§ Work instructions: Please return every line of the records below that contains the word "format".

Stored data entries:
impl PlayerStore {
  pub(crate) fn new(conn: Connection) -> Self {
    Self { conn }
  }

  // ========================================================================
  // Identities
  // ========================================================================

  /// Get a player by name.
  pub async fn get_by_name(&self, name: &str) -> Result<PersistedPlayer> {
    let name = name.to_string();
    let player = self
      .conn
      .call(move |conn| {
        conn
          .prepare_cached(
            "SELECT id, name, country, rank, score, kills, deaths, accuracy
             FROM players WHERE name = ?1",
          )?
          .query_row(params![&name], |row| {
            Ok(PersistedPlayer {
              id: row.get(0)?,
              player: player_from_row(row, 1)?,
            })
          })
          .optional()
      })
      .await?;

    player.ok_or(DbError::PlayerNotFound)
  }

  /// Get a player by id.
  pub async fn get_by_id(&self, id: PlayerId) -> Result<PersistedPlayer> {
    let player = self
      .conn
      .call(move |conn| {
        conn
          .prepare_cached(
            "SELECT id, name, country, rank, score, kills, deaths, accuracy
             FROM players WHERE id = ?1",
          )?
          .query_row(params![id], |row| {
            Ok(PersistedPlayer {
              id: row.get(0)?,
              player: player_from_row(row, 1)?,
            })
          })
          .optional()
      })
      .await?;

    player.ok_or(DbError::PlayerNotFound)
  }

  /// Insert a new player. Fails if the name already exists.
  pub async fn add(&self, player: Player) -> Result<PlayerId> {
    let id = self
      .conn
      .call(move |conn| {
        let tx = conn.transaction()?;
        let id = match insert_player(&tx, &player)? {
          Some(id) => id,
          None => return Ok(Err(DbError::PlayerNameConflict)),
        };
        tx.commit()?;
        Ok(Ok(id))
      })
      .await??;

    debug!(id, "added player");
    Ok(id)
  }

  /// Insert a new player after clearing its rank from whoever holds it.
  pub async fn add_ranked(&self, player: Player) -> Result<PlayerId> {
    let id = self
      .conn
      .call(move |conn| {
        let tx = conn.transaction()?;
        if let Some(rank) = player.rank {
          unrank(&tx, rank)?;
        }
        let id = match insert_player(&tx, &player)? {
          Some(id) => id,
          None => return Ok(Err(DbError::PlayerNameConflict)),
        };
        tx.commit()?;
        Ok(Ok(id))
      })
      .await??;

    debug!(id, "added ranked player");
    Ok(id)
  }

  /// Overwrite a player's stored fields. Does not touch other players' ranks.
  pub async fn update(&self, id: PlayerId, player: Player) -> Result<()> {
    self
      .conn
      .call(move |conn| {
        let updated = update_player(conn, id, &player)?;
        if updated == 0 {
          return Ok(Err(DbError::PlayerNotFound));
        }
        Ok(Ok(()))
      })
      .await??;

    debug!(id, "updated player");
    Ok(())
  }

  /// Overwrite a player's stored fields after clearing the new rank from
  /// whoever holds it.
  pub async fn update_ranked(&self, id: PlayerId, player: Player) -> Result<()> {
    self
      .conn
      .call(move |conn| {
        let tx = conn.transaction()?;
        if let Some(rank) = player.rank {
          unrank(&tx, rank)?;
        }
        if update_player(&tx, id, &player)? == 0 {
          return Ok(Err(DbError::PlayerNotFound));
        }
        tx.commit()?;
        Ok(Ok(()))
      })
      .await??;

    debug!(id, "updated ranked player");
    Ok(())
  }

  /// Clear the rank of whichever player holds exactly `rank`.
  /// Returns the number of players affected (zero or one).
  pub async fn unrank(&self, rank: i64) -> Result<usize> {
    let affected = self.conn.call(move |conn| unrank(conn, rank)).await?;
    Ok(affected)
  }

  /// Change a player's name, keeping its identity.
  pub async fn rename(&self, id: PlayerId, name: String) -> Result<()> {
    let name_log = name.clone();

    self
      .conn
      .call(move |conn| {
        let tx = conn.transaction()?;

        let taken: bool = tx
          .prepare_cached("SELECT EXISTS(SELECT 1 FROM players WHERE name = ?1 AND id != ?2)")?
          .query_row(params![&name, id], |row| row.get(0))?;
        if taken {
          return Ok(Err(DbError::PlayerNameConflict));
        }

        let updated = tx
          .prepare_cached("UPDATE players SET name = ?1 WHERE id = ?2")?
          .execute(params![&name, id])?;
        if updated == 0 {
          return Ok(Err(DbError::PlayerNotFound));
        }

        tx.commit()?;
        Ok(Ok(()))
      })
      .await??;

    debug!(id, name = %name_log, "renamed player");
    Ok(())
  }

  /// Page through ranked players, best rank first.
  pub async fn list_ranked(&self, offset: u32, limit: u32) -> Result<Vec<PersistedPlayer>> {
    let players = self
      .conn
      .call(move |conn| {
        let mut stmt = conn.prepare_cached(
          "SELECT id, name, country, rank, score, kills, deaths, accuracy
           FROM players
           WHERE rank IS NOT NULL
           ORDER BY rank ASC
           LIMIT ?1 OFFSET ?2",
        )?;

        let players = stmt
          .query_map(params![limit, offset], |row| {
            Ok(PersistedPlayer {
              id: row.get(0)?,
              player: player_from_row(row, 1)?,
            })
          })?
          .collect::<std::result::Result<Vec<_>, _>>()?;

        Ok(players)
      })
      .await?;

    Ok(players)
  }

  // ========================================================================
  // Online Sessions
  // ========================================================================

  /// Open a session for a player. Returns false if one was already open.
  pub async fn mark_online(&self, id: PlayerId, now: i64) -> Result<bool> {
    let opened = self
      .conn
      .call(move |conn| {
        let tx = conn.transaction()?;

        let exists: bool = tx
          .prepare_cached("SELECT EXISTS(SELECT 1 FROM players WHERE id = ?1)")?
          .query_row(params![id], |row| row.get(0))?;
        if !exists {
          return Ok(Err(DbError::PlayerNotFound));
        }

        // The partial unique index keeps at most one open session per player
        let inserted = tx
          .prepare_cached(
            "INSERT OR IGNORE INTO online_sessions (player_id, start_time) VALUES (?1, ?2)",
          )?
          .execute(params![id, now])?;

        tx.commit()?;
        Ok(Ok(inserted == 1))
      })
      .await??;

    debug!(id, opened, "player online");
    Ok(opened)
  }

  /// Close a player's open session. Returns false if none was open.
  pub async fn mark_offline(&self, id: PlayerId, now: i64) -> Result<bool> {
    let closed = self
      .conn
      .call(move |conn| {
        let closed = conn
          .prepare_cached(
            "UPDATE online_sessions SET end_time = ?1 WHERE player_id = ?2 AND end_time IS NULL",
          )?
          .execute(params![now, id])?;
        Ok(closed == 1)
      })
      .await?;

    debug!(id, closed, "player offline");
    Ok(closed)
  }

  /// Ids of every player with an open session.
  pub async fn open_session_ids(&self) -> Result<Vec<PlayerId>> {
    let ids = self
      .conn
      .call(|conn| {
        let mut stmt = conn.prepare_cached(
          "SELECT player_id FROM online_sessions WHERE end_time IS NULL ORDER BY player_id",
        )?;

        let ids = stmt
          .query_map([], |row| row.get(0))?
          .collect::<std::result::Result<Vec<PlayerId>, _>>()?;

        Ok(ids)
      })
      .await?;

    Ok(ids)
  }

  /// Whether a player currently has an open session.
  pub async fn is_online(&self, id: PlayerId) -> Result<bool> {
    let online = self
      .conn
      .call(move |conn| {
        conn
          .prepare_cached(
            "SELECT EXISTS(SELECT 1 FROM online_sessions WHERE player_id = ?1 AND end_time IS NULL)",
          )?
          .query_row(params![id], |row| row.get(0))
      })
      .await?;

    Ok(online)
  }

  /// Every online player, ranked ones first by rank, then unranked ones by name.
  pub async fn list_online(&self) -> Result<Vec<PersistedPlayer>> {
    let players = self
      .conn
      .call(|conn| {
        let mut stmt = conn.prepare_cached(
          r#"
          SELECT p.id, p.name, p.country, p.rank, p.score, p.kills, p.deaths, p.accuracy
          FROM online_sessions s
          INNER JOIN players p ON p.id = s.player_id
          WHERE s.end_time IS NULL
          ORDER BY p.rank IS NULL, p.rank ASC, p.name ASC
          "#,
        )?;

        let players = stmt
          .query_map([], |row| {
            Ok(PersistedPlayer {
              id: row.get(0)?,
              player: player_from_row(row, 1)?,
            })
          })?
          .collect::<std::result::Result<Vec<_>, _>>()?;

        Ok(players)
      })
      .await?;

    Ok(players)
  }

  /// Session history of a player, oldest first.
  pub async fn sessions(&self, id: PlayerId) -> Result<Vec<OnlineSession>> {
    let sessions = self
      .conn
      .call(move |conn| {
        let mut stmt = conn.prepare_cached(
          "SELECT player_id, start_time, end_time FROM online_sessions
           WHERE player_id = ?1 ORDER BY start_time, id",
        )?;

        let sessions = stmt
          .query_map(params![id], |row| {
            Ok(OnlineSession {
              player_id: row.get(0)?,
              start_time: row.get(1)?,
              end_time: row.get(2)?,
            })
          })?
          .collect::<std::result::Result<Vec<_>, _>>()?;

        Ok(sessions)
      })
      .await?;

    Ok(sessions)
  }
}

--

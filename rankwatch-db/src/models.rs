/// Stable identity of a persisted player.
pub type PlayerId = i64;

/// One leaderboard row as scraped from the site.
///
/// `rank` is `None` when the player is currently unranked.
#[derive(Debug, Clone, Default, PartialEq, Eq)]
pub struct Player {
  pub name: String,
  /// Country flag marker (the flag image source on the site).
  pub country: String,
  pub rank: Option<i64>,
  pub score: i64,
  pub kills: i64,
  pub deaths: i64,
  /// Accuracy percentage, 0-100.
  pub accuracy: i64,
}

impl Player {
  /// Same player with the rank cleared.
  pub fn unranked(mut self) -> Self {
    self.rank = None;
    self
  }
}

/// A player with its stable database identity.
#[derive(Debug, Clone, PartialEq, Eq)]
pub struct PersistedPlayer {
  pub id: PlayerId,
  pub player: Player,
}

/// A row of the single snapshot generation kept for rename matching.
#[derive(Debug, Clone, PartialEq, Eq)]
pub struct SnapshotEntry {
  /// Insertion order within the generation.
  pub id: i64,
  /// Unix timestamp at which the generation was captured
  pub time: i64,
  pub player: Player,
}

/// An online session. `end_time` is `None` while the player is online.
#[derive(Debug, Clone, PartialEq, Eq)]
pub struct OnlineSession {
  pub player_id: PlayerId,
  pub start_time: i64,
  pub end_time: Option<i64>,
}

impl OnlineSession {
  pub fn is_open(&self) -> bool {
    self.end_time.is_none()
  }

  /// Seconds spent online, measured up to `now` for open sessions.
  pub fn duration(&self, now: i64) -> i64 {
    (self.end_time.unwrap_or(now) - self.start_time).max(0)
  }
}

...

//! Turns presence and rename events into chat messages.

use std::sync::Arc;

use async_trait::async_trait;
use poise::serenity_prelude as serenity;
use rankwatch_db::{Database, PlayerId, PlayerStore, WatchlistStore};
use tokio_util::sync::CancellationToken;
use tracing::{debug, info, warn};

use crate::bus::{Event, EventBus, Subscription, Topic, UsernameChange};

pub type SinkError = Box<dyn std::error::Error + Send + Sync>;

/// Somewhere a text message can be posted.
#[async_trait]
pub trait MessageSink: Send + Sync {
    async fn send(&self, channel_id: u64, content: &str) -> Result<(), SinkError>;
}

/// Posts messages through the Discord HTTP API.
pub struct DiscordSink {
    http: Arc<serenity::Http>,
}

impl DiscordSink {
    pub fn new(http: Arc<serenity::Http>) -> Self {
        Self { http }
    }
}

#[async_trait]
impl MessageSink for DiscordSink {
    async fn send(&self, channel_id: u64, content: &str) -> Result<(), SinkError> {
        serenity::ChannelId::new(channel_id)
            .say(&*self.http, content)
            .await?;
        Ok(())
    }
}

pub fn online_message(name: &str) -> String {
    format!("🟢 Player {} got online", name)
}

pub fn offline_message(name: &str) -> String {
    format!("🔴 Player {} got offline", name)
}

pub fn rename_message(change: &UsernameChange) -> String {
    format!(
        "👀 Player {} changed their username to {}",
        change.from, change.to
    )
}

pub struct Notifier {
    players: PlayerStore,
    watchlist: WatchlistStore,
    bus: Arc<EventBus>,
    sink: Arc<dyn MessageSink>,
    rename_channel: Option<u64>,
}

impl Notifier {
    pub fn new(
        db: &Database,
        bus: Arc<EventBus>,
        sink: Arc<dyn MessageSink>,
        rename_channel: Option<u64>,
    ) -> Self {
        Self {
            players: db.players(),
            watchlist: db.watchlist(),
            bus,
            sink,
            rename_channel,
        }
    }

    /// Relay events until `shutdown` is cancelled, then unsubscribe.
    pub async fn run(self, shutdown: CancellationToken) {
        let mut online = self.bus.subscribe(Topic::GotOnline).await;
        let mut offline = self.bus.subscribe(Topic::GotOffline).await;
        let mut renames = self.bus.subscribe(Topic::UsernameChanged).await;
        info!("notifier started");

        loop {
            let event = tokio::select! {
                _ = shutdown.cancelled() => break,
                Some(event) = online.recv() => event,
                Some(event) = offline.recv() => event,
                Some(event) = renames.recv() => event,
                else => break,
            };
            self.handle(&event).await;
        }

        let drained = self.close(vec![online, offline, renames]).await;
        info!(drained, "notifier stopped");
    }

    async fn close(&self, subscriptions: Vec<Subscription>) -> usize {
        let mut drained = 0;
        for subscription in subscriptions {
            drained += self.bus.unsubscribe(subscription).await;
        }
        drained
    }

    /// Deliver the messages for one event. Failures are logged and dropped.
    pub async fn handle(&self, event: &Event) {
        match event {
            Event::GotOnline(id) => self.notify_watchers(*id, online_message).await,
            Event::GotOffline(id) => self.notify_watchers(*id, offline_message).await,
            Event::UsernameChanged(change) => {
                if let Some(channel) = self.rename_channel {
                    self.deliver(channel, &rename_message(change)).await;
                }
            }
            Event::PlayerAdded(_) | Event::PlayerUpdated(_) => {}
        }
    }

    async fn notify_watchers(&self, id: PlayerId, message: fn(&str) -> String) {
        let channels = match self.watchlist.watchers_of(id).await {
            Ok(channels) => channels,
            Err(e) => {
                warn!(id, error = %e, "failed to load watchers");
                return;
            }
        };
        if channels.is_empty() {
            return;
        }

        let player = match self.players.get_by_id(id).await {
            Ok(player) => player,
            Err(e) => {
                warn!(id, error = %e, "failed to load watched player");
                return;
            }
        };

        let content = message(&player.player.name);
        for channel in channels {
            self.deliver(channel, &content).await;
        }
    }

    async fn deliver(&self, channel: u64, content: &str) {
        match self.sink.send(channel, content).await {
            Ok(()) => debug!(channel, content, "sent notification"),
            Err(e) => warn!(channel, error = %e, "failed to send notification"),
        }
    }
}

§ Result of this task:
    format!("🟢 Player {} got online", name)
    format!("🔴 Player {} got offline", name)
    format!(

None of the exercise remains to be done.